What to do: Please reproduce exactly the lines that begin the listing below, up to and including the line where "pub fn bytes(&self)" occurs.

Provided entries:
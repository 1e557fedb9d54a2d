//! Scoped ownership of decode resources
//!
//! Every decode holds a [`SourceHandle`] for the bytes it reads. The handle
//! is released when it drops, so success, failure and abandoned-task paths
//! all give the resource back the same way.

use std::sync::Arc;
use std::sync::atomic::{AtomicUsize, Ordering};

use super::UploadedFile;
use crate::types::PanelKind;

/// Counts decode resources that are currently alive
#[derive(Debug, Clone, Default)]
pub struct ResourceTracker {
    live: Arc<AtomicUsize>,
}

impl ResourceTracker {
    pub fn new() -> Self {
        Self::default()
    }

    /// Number of handles not yet released
    pub fn live_handles(&self) -> usize {
        self.live.load(Ordering::SeqCst)
    }

    /// Acquire a handle over an upload for one panel's decode
    pub fn acquire(&self, file: &UploadedFile, kind: PanelKind) -> SourceHandle {
        let live = self.live.fetch_add(1, Ordering::SeqCst) + 1;
        log::trace!(
            "Acquired source handle for {} ('{}'), {} live",
            kind,
            file.name,
            live
        );
        SourceHandle {
            kind,
            file: file.clone(),
            tracker: self.clone(),
        }
    }
}

/// Guard over one upload's bytes for the duration of a decode
#[derive(Debug)]
pub struct SourceHandle {
    kind: PanelKind,
    file: UploadedFile,
    tracker: ResourceTracker,
}

impl SourceHandle {
    pub fn kind(&self) -> PanelKind {
        self.kind
    }

    pub fn file(&self) -> &UploadedFile {
        &self.file
    }

    pub fn bytes(&self) -> &[u8] {
        &self.file.bytes
    }
}

impl Drop for SourceHandle {
    fn drop(&mut self) {
        let remaining = self.tracker.live.fetch_sub(1, Ordering::SeqCst) - 1;
        log::trace!(
            "Released source handle for {} ('{}'), {} live",
            self.kind,
            self.file.name,
            remaining
        );
    }
}
use std::sync::Arc;

use cover_engine::CoverEngine;
use tokio::sync::mpsc;

use crate::{CoverCommand, CoverUpdate, handlers};

/// Async worker task that processes cover commands and sends updates
pub async fn worker_task(
    engine: Arc<CoverEngine>,
    mut command_rx: mpsc::UnboundedReceiver<CoverCommand>,
    update_tx: mpsc::UnboundedSender<CoverUpdate>,
) {
    while let Some(cmd) = command_rx.recv().await {
        if !process_command(cmd, &engine, &mut command_rx, &update_tx).await {
            break;
        }
    }
    log::debug!("Cover worker stopped");
}

/// Returns false once the worker should stop
async fn process_command(
    cmd: CoverCommand,
    engine: &CoverEngine,
    command_rx: &mut mpsc::UnboundedReceiver<CoverCommand>,
    update_tx: &mpsc::UnboundedSender<CoverUpdate>,
) -> bool {
    match cmd {
        CoverCommand::Preview {
            mut token,
            mut spec,
            mut uploads,
            mut device,
        } => {
            // Drain any queued previews, keeping only the most recent
            while let Ok(next_cmd) = command_rx.try_recv() {
                if let CoverCommand::Preview {
                    token: new_token,
                    spec: new_spec,
                    uploads: new_uploads,
                    device: new_device,
                } = next_cmd
                {
                    log::debug!("Discarding queued preview {}, using {}", token, new_token);
                    let _ = update_tx.send(CoverUpdate::Superseded { token });
                    token = new_token;
                    spec = new_spec;
                    uploads = new_uploads;
                    device = new_device;
                } else {
                    // Can't put it back, so run it before the preview
                    let keep_going =
                        Box::pin(process_command(next_cmd, engine, command_rx, update_tx)).await;
                    if !keep_going {
                        return false;
                    }
                }
            }

            handlers::handle_preview(engine, token, spec, uploads, device, update_tx).await;
        }
        CoverCommand::Export {
            token,
            spec,
            uploads,
            device,
            output_path,
        } => {
            handlers::handle_export(engine, token, spec, uploads, device, output_path, update_tx)
                .await;
        }
        CoverCommand::CheckBleed {
            token,
            spec,
            uploads,
            device,
        } => {
            handlers::handle_check_bleed(engine, token, spec, uploads, device, update_tx).await;
        }
        CoverCommand::Close => {
            engine.close();
            let _ = update_tx.send(CoverUpdate::Closed);
            return false;
        }
    }
    true
}
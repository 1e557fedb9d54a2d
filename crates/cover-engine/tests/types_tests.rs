use cover_engine::*;

#[test]
fn test_paper_calipers() {
    assert_eq!(PaperType::Offset80.caliper_mm(), 0.055);
    assert_eq!(PaperType::ArtMatt135.caliper_mm(), 0.058);
    assert_eq!(PaperType::Volume90.caliper_mm(), 0.0783);
    assert!(PaperType::ALL.iter().all(|p| p.caliper_mm() > 0.0));
}

#[test]
fn test_paper_keys_round_trip() {
    for paper in PaperType::ALL {
        assert_eq!(PaperType::from_key(paper.key()), Some(paper));
        assert!(!paper.label().is_empty());
    }
    assert_eq!(PaperType::from_key("90g_bogus"), None);
}

#[test]
fn test_named_format_dimensions() {
    assert_eq!(TrimFormat::A4.named_dimensions_mm(), Some((210.0, 297.0)));
    assert_eq!(TrimFormat::A5Landscape.named_dimensions_mm(), Some((210.0, 148.0)));
    assert_eq!(TrimFormat::F15_5x22.named_dimensions_mm(), Some((155.0, 220.0)));
    assert_eq!(TrimFormat::custom(1.0, 2.0).named_dimensions_mm(), None);
}

#[test]
fn test_price_multipliers() {
    assert_eq!(TrimFormat::A4.price_multiplier(), 1.2);
    assert_eq!(TrimFormat::A5.price_multiplier(), 1.0);
    assert_eq!(TrimFormat::A6.price_multiplier(), 0.8);
    assert_eq!(TrimFormat::F21x28.price_multiplier(), 1.15);
    assert_eq!(TrimFormat::custom(100.0, 100.0).price_multiplier(), 1.3);
}

#[test]
fn test_orientation() {
    assert_eq!(Orientation::for_size(460.8, 323.0), Orientation::Landscape);
    assert_eq!(Orientation::for_size(100.0, 100.0), Orientation::Portrait);
    assert_eq!(Orientation::for_size(90.0, 120.0), Orientation::Portrait);
}

#[test]
fn test_panel_order_and_names() {
    assert_eq!(
        PanelKind::ALL,
        [PanelKind::Back, PanelKind::Spine, PanelKind::Front]
    );
    assert_eq!(PanelKind::Spine.to_string(), "spine");
    assert_eq!(COMBINED_PDF_PAGE_ORDER, PanelKind::ALL);
}

#[test]
fn test_rgb_hex() {
    assert_eq!(Rgb::from_hex("#2563eb").unwrap(), Rgb::new(0x25, 0x63, 0xeb));
    assert_eq!(Rgb::from_hex("fff").unwrap(), Rgb::WHITE);
    assert_eq!(Rgb::new(1, 2, 255).to_hex(), "#0102ff");
    assert!(matches!(Rgb::from_hex("#12345"), Err(CoverError::Config(_))));
    assert!(matches!(Rgb::from_hex("#zzzzzz"), Err(CoverError::Config(_))));
}

#[test]
fn test_rgb_hex_rejects_multibyte_digits() {
    // Six bytes, but 'é' straddles the channel boundaries
    assert!(matches!(Rgb::from_hex("#aébé"), Err(CoverError::Config(_))));
    assert!(matches!(Rgb::from_hex("ééé"), Err(CoverError::Config(_))));
    assert!(Rgb::try_from("#ab€".to_string()).is_err());
}

#[test]
fn test_error_panel_context() {
    let err = CoverError::PageIndexOutOfRange {
        panel: PanelKind::Front,
        requested: 3,
        page_count: 2,
    };
    assert_eq!(err.panel(), Some(PanelKind::Front));
    let message = err.to_string();
    assert!(message.contains("front"));
    assert!(message.contains("2 page(s)"));

    let err = CoverError::CanvasContextUnavailable {
        width: 0,
        height: 0,
    };
    assert_eq!(err.panel(), None);
}

#[test]
fn test_binding_names() {
    assert_eq!(BindingType::default(), BindingType::Hardcover);
    assert!(BindingType::Hardcover.is_hardcover());
    assert!(!BindingType::Softcover.is_hardcover());
    assert_eq!(BindingType::Softcover.name(), "softcover");
}
//! Raster surfaces and their resolution

use tiny_skia::Pixmap;

use crate::constants::*;
use crate::dimensions::Dimensions;
use crate::types::{CoverError, DeviceClass, Result};

/// Device pixels per millimeter of a surface
#[derive(Debug, Clone, Copy, PartialEq)]
pub struct Resolution {
    pub px_per_mm: f64,
}

impl Resolution {
    pub fn from_px_per_mm(px_per_mm: f64) -> Self {
        Self { px_per_mm }
    }

    pub fn from_dpi(dpi: f64) -> Self {
        Self {
            px_per_mm: dpi / MM_PER_INCH,
        }
    }

    /// Interactive preview resolution
    pub fn preview(device: DeviceClass) -> Self {
        match device {
            DeviceClass::Desktop => Self::from_dpi(PREVIEW_DPI_DESKTOP),
            DeviceClass::Constrained => Self::from_dpi(PREVIEW_DPI_CONSTRAINED),
        }
    }

    /// Production export resolution
    pub fn export(device: DeviceClass) -> Self {
        match device {
            DeviceClass::Desktop => Self::from_dpi(EXPORT_DPI_DESKTOP),
            DeviceClass::Constrained => Self::from_dpi(EXPORT_DPI_CONSTRAINED),
        }
    }

    pub fn dpi(&self) -> f64 {
        self.px_per_mm * MM_PER_INCH
    }
}

/// A pixel buffer covering the whole cover sheet.
///
/// Lives for one render or export call; never persisted.
pub struct RasterSurface {
    pixmap: Pixmap,
    resolution: Resolution,
}

impl RasterSurface {
    /// Allocate a surface of `ceil(cover_width * px_per_mm)` by
    /// `ceil(cover_height * px_per_mm)` pixels.
    ///
    /// Fails with [`CoverError::CanvasContextUnavailable`] when the size is
    /// empty, not finite or larger than [`MAX_SURFACE_SIDE_PX`].
    pub fn for_dimensions(dimensions: &Dimensions, resolution: Resolution) -> Result<Self> {
        let width = (dimensions.cover_width_mm * resolution.px_per_mm).ceil();
        let height = (dimensions.cover_height_mm * resolution.px_per_mm).ceil();

        let unavailable = || CoverError::CanvasContextUnavailable {
            width: width as i64,
            height: height as i64,
        };

        let usable = |side: f64| (1.0..=MAX_SURFACE_SIDE_PX as f64).contains(&side);
        if !usable(width) || !usable(height) {
            return Err(unavailable());
        }

        let pixmap = Pixmap::new(width as u32, height as u32).ok_or_else(unavailable)?;
        log::debug!(
            "Allocated {}x{} px surface at {:.1} DPI",
            pixmap.width(),
            pixmap.height(),
            resolution.dpi()
        );

        Ok(Self { pixmap, resolution })
    }

    pub fn width(&self) -> u32 {
        self.pixmap.width()
    }

    pub fn height(&self) -> u32 {
        self.pixmap.height()
    }

    pub fn resolution(&self) -> Resolution {
        self.resolution
    }

    pub fn pixmap(&self) -> &Pixmap {
        &self.pixmap
    }

    pub(crate) fn pixmap_mut(&mut self) -> &mut Pixmap {
        &mut self.pixmap
    }

    /// Straight RGBA value of one pixel; transparent black outside the surface
    pub fn pixel_rgba(&self, x: u32, y: u32) -> [u8; 4] {
        self.pixmap
            .pixel(x, y)
            .map(|p| {
                let c = p.demultiply();
                [c.red(), c.green(), c.blue(), c.alpha()]
            })
            .unwrap_or([0; 4])
    }

    /// Straight RGBA bytes, row-major
    pub fn to_rgba8(&self) -> Vec<u8> {
        self.pixmap
            .pixels()
            .iter()
            .flat_map(|p| {
                let c = p.demultiply();
                [c.red(), c.green(), c.blue(), c.alpha()]
            })
            .collect()
    }

    /// Opaque RGB bytes, row-major, alpha dropped
    pub fn to_rgb8(&self) -> Vec<u8> {
        self.pixmap
            .pixels()
            .iter()
            .flat_map(|p| {
                let c = p.demultiply();
                [c.red(), c.green(), c.blue()]
            })
            .collect()
    }

    /// Encode the surface as PNG for host display
    pub fn encode_png(&self) -> Result<Vec<u8>> {
        self.pixmap
            .encode_png()
            .map_err(|e| CoverError::Export(format!("Failed to encode PNG: {}", e)))
    }
}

Result:
repository 1e557fedb9d54a2d
//! Scoped ownership of decode resources
//!
//! Every decode holds a [`SourceHandle`] for the bytes it reads. The handle
//! is released when it drops, so success, failure and abandoned-task paths
//! all give the resource back the same way.

use std::sync::Arc;
use std::sync::atomic::{AtomicUsize, Ordering};

use super::UploadedFile;
use crate::types::PanelKind;

/// Counts decode resources that are currently alive
#[derive(Debug, Clone, Default)]
pub struct ResourceTracker {
    live: Arc<AtomicUsize>,
}

impl ResourceTracker {
    pub fn new() -> Self {
        Self::default()
    }

    /// Number of handles not yet released
    pub fn live_handles(&self) -> usize {
        self.live.load(Ordering::SeqCst)
    }

    /// Acquire a handle over an upload for one panel's decode
    pub fn acquire(&self, file: &UploadedFile, kind: PanelKind) -> SourceHandle {
        let live = self.live.fetch_add(1, Ordering::SeqCst) + 1;
        log::trace!(
            "Acquired source handle for {} ('{}'), {} live",
            kind,
            file.name,
            live
        );
        SourceHandle {
            kind,
            file: file.clone(),
            tracker: self.clone(),
        }
    }
}

/// Guard over one upload's bytes for the duration of a decode
#[derive(Debug)]
pub struct SourceHandle {
    kind: PanelKind,
    file: UploadedFile,
    tracker: ResourceTracker,
}

impl SourceHandle {
    pub fn kind(&self) -> PanelKind {
        self.kind
    }

    pub fn file(&self) -> &UploadedFile {
        &self.file
    }

    pub fn bytes(&self) -> &[u8] {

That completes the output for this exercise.